What needs to be done
Could you reproduce the lines below from the one with "use std::sync::RwLock;" through the one with "use super::*;"? Keep both ends and add nothing.

Saved entries
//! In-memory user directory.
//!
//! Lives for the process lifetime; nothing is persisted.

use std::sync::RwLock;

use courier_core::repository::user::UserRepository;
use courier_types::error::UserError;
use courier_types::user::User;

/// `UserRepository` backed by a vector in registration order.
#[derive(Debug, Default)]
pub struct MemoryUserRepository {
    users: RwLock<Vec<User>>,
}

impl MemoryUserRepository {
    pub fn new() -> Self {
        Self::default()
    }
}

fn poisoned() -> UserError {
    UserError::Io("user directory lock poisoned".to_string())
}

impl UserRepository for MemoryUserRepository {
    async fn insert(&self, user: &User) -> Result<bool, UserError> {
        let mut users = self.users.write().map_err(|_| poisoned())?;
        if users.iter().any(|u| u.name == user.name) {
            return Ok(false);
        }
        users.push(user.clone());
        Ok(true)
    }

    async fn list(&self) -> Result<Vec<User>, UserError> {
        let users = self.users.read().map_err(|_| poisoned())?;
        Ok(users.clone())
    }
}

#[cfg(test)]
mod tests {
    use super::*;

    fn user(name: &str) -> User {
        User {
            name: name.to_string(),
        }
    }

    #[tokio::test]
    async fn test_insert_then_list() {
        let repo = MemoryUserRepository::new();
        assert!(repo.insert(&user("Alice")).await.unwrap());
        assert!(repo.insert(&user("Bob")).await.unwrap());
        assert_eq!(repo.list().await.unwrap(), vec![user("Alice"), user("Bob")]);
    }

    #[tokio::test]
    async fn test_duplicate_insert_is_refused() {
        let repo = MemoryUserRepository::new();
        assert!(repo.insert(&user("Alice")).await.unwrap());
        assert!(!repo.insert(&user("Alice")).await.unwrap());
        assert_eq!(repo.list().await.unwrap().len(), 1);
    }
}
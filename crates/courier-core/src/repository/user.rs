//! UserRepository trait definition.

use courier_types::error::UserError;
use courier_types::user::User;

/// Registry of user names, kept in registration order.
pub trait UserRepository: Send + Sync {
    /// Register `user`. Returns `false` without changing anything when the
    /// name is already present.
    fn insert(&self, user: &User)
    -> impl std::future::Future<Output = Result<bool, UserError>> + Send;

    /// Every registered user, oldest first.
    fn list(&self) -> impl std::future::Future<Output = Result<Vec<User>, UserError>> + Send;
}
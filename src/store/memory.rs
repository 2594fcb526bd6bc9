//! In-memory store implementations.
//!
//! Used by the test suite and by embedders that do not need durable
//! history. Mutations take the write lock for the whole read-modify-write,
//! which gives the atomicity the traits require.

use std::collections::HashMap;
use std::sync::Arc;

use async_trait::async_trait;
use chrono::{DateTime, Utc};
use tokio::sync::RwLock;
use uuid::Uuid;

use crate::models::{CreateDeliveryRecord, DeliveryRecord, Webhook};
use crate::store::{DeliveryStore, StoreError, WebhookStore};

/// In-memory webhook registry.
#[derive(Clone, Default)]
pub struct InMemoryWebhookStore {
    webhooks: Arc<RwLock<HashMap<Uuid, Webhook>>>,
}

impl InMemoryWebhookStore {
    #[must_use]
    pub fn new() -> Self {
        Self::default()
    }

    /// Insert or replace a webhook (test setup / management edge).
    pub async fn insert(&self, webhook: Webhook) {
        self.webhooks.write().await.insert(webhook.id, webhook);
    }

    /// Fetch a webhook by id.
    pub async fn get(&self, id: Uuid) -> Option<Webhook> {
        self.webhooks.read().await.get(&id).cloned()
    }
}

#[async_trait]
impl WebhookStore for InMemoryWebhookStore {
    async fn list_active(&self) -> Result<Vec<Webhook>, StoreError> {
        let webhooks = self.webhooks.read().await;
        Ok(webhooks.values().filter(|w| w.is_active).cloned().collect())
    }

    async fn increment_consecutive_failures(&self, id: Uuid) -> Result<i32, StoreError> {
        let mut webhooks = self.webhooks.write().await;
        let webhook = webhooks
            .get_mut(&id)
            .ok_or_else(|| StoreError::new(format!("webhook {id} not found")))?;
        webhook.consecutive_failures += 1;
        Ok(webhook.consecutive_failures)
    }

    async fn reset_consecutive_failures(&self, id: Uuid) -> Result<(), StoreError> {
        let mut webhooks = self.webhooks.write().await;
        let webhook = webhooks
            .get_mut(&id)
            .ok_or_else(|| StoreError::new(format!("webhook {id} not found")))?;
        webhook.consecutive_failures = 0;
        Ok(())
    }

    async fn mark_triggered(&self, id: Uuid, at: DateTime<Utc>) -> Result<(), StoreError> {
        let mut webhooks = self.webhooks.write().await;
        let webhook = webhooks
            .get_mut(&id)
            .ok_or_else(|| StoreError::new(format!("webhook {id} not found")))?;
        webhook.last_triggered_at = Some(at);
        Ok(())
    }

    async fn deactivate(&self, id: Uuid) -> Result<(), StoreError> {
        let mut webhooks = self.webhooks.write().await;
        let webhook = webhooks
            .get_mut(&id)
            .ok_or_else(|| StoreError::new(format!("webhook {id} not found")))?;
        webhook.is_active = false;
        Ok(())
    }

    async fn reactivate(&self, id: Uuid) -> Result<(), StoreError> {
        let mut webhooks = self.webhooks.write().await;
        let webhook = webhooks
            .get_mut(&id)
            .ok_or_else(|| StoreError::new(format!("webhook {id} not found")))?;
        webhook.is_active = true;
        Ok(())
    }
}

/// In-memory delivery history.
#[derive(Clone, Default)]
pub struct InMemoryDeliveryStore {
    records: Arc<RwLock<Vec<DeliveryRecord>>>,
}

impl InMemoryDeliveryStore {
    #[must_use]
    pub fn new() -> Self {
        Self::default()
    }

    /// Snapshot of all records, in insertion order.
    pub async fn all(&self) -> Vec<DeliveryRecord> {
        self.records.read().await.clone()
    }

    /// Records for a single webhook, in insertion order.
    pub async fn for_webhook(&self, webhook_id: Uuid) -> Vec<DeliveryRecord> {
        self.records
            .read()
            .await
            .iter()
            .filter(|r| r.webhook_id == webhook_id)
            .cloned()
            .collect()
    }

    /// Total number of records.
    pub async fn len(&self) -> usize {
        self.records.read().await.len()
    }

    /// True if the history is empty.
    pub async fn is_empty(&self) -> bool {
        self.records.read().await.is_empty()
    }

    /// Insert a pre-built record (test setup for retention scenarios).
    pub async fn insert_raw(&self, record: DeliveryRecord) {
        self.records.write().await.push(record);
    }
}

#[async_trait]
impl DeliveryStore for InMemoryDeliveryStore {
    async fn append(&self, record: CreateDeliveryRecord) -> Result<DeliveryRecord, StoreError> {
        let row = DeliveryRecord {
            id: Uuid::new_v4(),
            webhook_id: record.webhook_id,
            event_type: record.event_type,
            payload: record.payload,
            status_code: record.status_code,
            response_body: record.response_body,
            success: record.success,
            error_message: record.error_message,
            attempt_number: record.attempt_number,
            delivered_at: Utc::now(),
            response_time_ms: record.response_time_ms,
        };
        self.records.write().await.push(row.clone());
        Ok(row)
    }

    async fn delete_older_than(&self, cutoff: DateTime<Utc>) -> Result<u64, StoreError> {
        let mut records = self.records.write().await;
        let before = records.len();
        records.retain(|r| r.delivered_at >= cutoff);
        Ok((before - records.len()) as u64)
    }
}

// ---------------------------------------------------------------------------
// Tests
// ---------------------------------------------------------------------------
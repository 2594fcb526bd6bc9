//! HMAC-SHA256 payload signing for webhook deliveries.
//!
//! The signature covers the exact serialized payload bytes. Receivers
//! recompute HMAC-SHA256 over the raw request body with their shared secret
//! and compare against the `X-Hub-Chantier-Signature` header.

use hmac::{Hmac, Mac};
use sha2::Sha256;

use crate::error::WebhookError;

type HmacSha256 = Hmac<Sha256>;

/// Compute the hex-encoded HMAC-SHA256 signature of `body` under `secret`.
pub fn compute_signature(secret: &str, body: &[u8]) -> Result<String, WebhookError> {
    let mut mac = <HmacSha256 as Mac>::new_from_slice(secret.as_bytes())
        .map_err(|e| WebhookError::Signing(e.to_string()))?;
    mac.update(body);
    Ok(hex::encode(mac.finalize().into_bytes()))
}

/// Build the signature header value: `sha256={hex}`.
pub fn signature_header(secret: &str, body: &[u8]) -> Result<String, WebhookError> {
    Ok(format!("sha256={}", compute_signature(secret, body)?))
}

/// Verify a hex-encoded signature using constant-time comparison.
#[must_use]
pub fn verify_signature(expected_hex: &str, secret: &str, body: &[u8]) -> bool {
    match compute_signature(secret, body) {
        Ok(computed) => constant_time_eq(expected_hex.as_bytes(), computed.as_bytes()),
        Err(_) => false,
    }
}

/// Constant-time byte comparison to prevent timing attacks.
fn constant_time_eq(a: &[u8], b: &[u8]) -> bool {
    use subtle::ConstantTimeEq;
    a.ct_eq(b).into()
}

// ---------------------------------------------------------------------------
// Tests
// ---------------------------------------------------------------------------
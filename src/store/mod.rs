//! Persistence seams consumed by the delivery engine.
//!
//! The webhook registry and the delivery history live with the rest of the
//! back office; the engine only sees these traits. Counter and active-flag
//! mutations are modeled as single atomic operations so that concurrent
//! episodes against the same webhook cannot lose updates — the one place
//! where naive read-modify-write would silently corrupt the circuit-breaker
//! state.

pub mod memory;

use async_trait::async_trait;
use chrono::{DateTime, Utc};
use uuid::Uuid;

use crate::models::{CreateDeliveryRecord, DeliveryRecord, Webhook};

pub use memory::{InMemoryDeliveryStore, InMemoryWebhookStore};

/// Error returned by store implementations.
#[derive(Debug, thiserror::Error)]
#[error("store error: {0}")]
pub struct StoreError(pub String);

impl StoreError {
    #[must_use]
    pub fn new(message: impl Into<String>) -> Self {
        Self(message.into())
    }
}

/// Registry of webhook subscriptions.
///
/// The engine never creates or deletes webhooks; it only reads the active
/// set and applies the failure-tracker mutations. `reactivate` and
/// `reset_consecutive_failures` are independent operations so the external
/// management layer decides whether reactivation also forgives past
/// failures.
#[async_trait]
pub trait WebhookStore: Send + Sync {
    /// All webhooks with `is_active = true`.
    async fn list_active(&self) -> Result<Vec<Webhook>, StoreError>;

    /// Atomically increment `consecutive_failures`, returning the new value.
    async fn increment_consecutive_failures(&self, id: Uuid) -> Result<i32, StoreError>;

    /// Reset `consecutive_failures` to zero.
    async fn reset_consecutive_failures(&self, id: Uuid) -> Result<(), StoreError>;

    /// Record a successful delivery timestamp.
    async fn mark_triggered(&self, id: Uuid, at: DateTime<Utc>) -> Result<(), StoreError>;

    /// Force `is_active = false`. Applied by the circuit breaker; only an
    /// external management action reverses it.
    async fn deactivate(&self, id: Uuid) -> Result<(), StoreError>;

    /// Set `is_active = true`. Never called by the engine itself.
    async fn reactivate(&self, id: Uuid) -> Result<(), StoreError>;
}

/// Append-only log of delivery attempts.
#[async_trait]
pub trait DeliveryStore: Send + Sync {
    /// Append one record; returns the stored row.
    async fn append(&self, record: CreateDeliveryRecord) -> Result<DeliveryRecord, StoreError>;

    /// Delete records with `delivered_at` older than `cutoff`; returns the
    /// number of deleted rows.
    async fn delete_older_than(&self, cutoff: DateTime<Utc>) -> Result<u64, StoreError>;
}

Exercise answer
use std::sync::RwLock;

use courier_core::repository::user::UserRepository;
use courier_types::error::UserError;
use courier_types::user::User;

/// `UserRepository` backed by a vector in registration order.
#[derive(Debug, Default)]
pub struct MemoryUserRepository {
    users: RwLock<Vec<User>>,
}

impl MemoryUserRepository {
    pub fn new() -> Self {
        Self::default()
    }
}

fn poisoned() -> UserError {
    UserError::Io("user directory lock poisoned".to_string())
}

impl UserRepository for MemoryUserRepository {
    async fn insert(&self, user: &User) -> Result<bool, UserError> {
        let mut users = self.users.write().map_err(|_| poisoned())?;
        if users.iter().any(|u| u.name == user.name) {
            return Ok(false);
        }
        users.push(user.clone());
        Ok(true)
    }

    async fn list(&self) -> Result<Vec<User>, UserError> {
        let users = self.users.read().map_err(|_| poisoned())?;
        Ok(users.clone())
    }
}

#[cfg(test)]
mod tests {
    use super::*;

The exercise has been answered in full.